Exercise goal
From the first line of the records below through the line containing "fn write(dir: &Path, name: &str, content: &str)", copy everything exactly and nothing more.

Exercise input
#[cfg(test)]
mod tests {
    use super::*;
    use crate::error::{ConfigError, EtlError, InputError, SchemaError};
    use crate::load::MemorySink;
    use crate::models::CellValue;
    use std::collections::HashSet;
    use std::fs;
    use std::path::{Path, PathBuf};
    use tempfile::{tempdir, TempDir};

    fn text(s: &str) -> CellValue {
        CellValue::Text(s.to_string())
    }

    fn write(dir: &Path, name: &str, content: &str) -> PathBuf {
        let path = dir.join(name);
        fs::write(&path, content).unwrap();
        path
    }

    /// Two parts of one fact stream; `Male` is seen before `Female`.
    fn two_parts() -> (TempDir, Vec<PathBuf>) {
        let dir = tempdir().unwrap();
        let part1 = write(
            dir.path(),
            "1-part1.csv",
            "Gender,Married,Amount\nMale,Yes,120\n,No,80\nFemale,Yes,95\n",
        );
        let part2 = write(
            dir.path(),
            "2-part2.csv",
            "Gender,Married,Amount\nFemale,No,60\nMale,,70.5\n",
        );
        (dir, vec![part1, part2])
    }

    fn config(files: Vec<PathBuf>, dims: &[&str]) -> EtlConfig {
        EtlConfig::new(files, dims.iter().map(|d| d.to_string()).collect())
    }

    #[test]
    fn test_gender_scenario() {
        let (_dir, files) = two_parts();
        let transformed = transform(&config(files, &["Gender"])).unwrap();

        let gender = transformed.dimensions.get("Gender").unwrap();
        assert_eq!(gender.name(), "gender");
        assert_eq!(gender.values(), &[text("Male"), text("Female")]);

        let part1 = &transformed.facts[0];
        assert_eq!(part1.name, "part1");
        let genders: Vec<&CellValue> = part1.table.column_values(0).collect();
        assert_eq!(
            genders,
            vec![&CellValue::Int(0), &CellValue::Null, &CellValue::Int(1)]
        );
        // Amount untouched, typed as a float column across both files
        let amounts: Vec<&CellValue> = transformed.facts[1].table.column_values(2).collect();
        assert_eq!(amounts, vec![&CellValue::Float(60.0), &CellValue::Float(70.5)]);
        // Married is not a dimension here
        assert_eq!(part1.table.rows()[0][1], text("Yes"));
    }

    #[test]
    fn test_fact_row_counts_match_sources() {
        let (_dir, files) = two_parts();
        let transformed = transform(&config(files, &["Gender", "Married"])).unwrap();

        assert_eq!(transformed.facts[0].table.len(), 3);
        assert_eq!(transformed.facts[1].table.len(), 2);
    }

    #[test]
    fn test_identical_runs_assign_identical_keys() {
        let (_dir, files) = two_parts();
        let cfg = config(files, &["Married", "Gender"]);

        let first = transform(&cfg).unwrap();
        let second = transform(&cfg).unwrap();

        assert_eq!(first.dimensions, second.dimensions);
        assert_eq!(first.facts, second.facts);
    }

    #[test]
    fn test_round_trip_covers_every_distinct_value() {
        let (_dir, files) = two_parts();
        let cfg = config(files.clone(), &["Gender", "Married"]);
        let transformed = transform(&cfg).unwrap();
        let mut unified = read_unified(&files, &cfg.reader_options()).unwrap();
        transformed.schema.apply(&mut unified);

        for dim in &transformed.dimensions {
            let idx = unified.column_index(dim.column()).unwrap();
            let expected: HashSet<&CellValue> =
                unified.column_values(idx).filter(|v| !v.is_null()).collect();

            let mut dereferenced = HashSet::new();
            for fact in &transformed.facts {
                let col = fact.table.column_index(dim.column()).unwrap();
                for cell in fact.table.column_values(col) {
                    if let CellValue::Int(key) = cell {
                        dereferenced.insert(dim.value_of(*key).unwrap());
                    }
                }
            }

            assert_eq!(expected, dereferenced);
        }
    }

    #[test]
    fn test_no_dimensions_leaves_facts_as_read() {
        let (_dir, files) = two_parts();
        let cfg = config(files.clone(), &[]);
        let transformed = transform(&cfg).unwrap();

        assert!(transformed.dimensions.is_empty());
        for (fact, path) in transformed.facts.iter().zip(&files) {
            let mut source = crate::reader::read_table(path, &cfg.reader_options()).unwrap();
            transformed.schema.apply(&mut source);
            assert_eq!(fact.table, source);
        }
    }

    #[test]
    fn test_value_outside_extraction_left_raw() {
        // extraction sees only part1; part2 has "Other"
        let dir = tempdir().unwrap();
        let part1 = write(dir.path(), "1-part1.csv", "Gender,Amount\nMale,1\n");
        let part2 = write(dir.path(), "2-part2.csv", "Gender,Amount\nOther,2\nMale,3\n");

        let opts = crate::reader::ReaderOptions::default();
        let unified = read_unified(&[part1.clone()], &opts).unwrap();
        let dims = extract_dimensions(&unified, &["Gender".to_string()]).unwrap();
        let facts = build_fact_tables(
            &[part1, part2],
            &dims,
            &Schema::infer(&unified),
            &crate::transform::TableNaming::default(),
            &opts,
        )
        .unwrap();

        assert_eq!(facts[1].table.rows()[0][0], text("Other"));
        assert_eq!(facts[1].table.rows()[1][0], CellValue::Int(0));
        assert_eq!(facts[1].unmatched.get("Gender"), Some(&1));
    }

    #[test]
    fn test_raw_spellings_survive_the_run() {
        let dir = tempdir().unwrap();
        let part = write(
            dir.path(),
            "1-codes.csv",
            "Code,Zip\n007,02134\n7,ABC\n1,x\n1.0,y\n",
        );
        let transformed = transform(&config(vec![part], &["Code"])).unwrap();

        // four spellings, four keys
        let code = transformed.dimensions.get("Code").unwrap();
        assert_eq!(
            code.values(),
            &[text("007"), text("7"), text("1"), text("1.0")]
        );
        let keys: Vec<&CellValue> = transformed.facts[0].table.column_values(0).collect();
        assert_eq!(
            keys,
            vec![
                &CellValue::Int(0),
                &CellValue::Int(1),
                &CellValue::Int(2),
                &CellValue::Int(3)
            ]
        );

        // pass-through column keeps its leading zero
        assert_eq!(transformed.facts[0].table.rows()[0][1], text("02134"));
    }

    #[tokio::test]
    async fn test_raw_spellings_reach_the_sink() {
        let dir = tempdir().unwrap();
        let part = write(dir.path(), "1-codes.csv", "Code,Zip\n007,02134\n7,ABC\n1,x\n1.0,y\n");
        let mut sink = MemorySink::new();

        run(&config(vec![part], &["Code"]), &mut sink).await.unwrap();

        let code = sink.table("code").unwrap();
        let stored: Vec<String> = code.rows.iter().map(|r| r[1].to_string()).collect();
        assert_eq!(stored, vec!["007", "7", "1", "1.0"]);

        let codes = sink.table("codes").unwrap();
        assert_eq!(codes.rows[0][2], text("02134"));
    }

    #[test]
    fn test_dimension_and_fact_name_clash_fails_before_io() {
        let files = vec![
            PathBuf::from("/nonexistent/1-loans.csv"),
            PathBuf::from("/nonexistent/x-gender.csv"),
        ];
        let err = transform(&config(files, &["Gender"])).unwrap_err();
        assert!(matches!(
            err,
            EtlError::Schema(SchemaError::TableNameClash { .. })
        ));
    }

    #[test]
    fn test_dimension_names_differing_by_case_fail_before_io() {
        let files = vec![PathBuf::from("/nonexistent/1-loans.csv")];
        let err = transform(&config(files, &["Gender", "gender"])).unwrap_err();
        assert!(matches!(
            err,
            EtlError::Config(ConfigError::DuplicateDimColumn(_))
        ));
    }

    #[test]
    fn test_missing_dimension_column_fails() {
        let (_dir, files) = two_parts();
        let err = transform(&config(files, &["Education"])).unwrap_err();
        assert!(matches!(err, EtlError::Schema(SchemaError::MissingColumn(_))));
    }

    #[test]
    fn test_unreadable_file_aborts_run() {
        let (_dir, mut files) = two_parts();
        files.push(PathBuf::from("/nonexistent/3-part3.csv"));
        let err = transform(&config(files, &["Gender"])).unwrap_err();
        assert!(matches!(err, EtlError::Input(InputError::Io { .. })));
    }

    #[test]
    fn test_empty_file_list_rejected_before_io() {
        let err = transform(&config(vec![], &["Gender"])).unwrap_err();
        assert!(matches!(err, EtlError::Config(ConfigError::Empty(_))));
    }

    #[tokio::test]
    async fn test_run_into_memory_sink() {
        let (_dir, files) = two_parts();
        let mut sink = MemorySink::new();

        let summary = run(&config(files, &["Gender", "Married"]), &mut sink)
            .await
            .unwrap();

        assert_eq!(
            sink.append_order(),
            &["gender", "married", "part1", "part2"]
        );
        assert_eq!(summary.files, 2);
        assert_eq!(summary.unmatched_cells, 0);
        assert_eq!(summary.load.total_rows(), 2 + 2 + 3 + 2);

        let gender = sink.table("gender").unwrap();
        assert_eq!(gender.columns, vec!["id", "gender"]);
        assert_eq!(gender.rows[1], vec![CellValue::Int(1), text("Female")]);

        let part2 = sink.table("part2").unwrap();
        assert_eq!(part2.columns, vec!["id", "Gender", "Married", "Amount"]);
        assert_eq!(
            part2.rows[0],
            vec![
                CellValue::Int(0),
                CellValue::Int(1),
                CellValue::Int(1),
                CellValue::Float(60.0)
            ]
        );
        assert_eq!(part2.rows[1][2], CellValue::Null);
    }

    #[tokio::test]
    async fn test_rerun_appends_duplicates() {
        let (_dir, files) = two_parts();
        let cfg = config(files, &["Gender"]);
        let mut sink = MemorySink::new();

        run(&cfg, &mut sink).await.unwrap();
        run(&cfg, &mut sink).await.unwrap();

        assert_eq!(sink.table("gender").unwrap().len(), 4);
        assert_eq!(sink.table("part1").unwrap().len(), 6);
    }

    #[tokio::test]
    async fn test_run_to_database_requires_destination() {
        let (_dir, files) = two_parts();
        let err = run_to_database(&config(files, &["Gender"])).await.unwrap_err();
        assert!(matches!(err, EtlError::Config(ConfigError::Missing(_))));
    }
}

Solution to the problem
#[cfg(test)]
mod tests {
    use super::*;
    use crate::error::{ConfigError, EtlError, InputError, SchemaError};
    use crate::load::MemorySink;
    use crate::models::CellValue;
    use std::collections::HashSet;
    use std::fs;
    use std::path::{Path, PathBuf};
    use tempfile::{tempdir, TempDir};

    fn text(s: &str) -> CellValue {
        CellValue::Text(s.to_string())
    }

    fn write(dir: &Path, name: &str, content: &str) -> PathBuf {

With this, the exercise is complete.